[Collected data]
────
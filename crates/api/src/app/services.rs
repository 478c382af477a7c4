//! Infrastructure wiring: one store, one notification bus, the ledger
//! services and the business-event registry.

use std::sync::Arc;

use anyhow::Context;

use cashbook_events::{HandlerRegistry, InMemoryEventBus};
use cashbook_infra::handlers::{BusinessEvent, register_default_handlers};
use cashbook_infra::{
    InMemoryLedgerStore, LedgerConfig, LedgerEnvelope, LedgerServices, LedgerStore,
    PostgresLedgerStore,
};

pub type DynStore = Arc<dyn LedgerStore>;
pub type NotificationBus = Arc<InMemoryEventBus<LedgerEnvelope>>;
pub type Ledger = LedgerServices<DynStore, NotificationBus>;

pub struct AppServices {
    pub ledger: Arc<Ledger>,
    pub bus: NotificationBus,
    pub registry: HandlerRegistry<BusinessEvent>,
}

impl std::fmt::Debug for AppServices {
    fn fmt(&self, f: &mut std::fmt::Formatter<'_>) -> std::fmt::Result {
        f.debug_struct("AppServices")
            .field("event_types", &self.registry.event_types())
            .finish_non_exhaustive()
    }
}

impl AppServices {
    pub fn new(store: DynStore, config: &LedgerConfig) -> Self {
        let bus: NotificationBus = Arc::new(InMemoryEventBus::new());
        let ledger = Arc::new(LedgerServices::new(store, bus.clone(), config));

        let mut registry = HandlerRegistry::new();
        register_default_handlers(&mut registry, ledger.clone());

        Self { ledger, bus, registry }
    }

    /// In-memory store (dev/test).
    pub fn in_memory(config: &LedgerConfig) -> Self {
        Self::new(Arc::new(InMemoryLedgerStore::new()), config)
    }
}

/// Postgres when `DATABASE_URL` is configured, in-memory otherwise.
pub async fn build_services(config: &LedgerConfig) -> anyhow::Result<AppServices> {
    let Some(url) = config.database_url.as_deref() else {
        tracing::warn!("DATABASE_URL not set; using the in-memory ledger store");
        return Ok(AppServices::in_memory(config));
    };

    let store = PostgresLedgerStore::connect(url)
        .await
        .context("failed to connect to Postgres")?;
    store.migrate().await.context("failed to apply ledger schema")?;
    tracing::info!("using the Postgres ledger store");

    Ok(AppServices::new(Arc::new(store), config))
}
────
* What to work on
Go through the entries above and copy out every line that includes the word "DynStore".

* Result
pub type DynStore = Arc<dyn LedgerStore>;
pub type Ledger = LedgerServices<DynStore, NotificationBus>;
    pub fn new(store: DynStore, config: &LedgerConfig) -> Self {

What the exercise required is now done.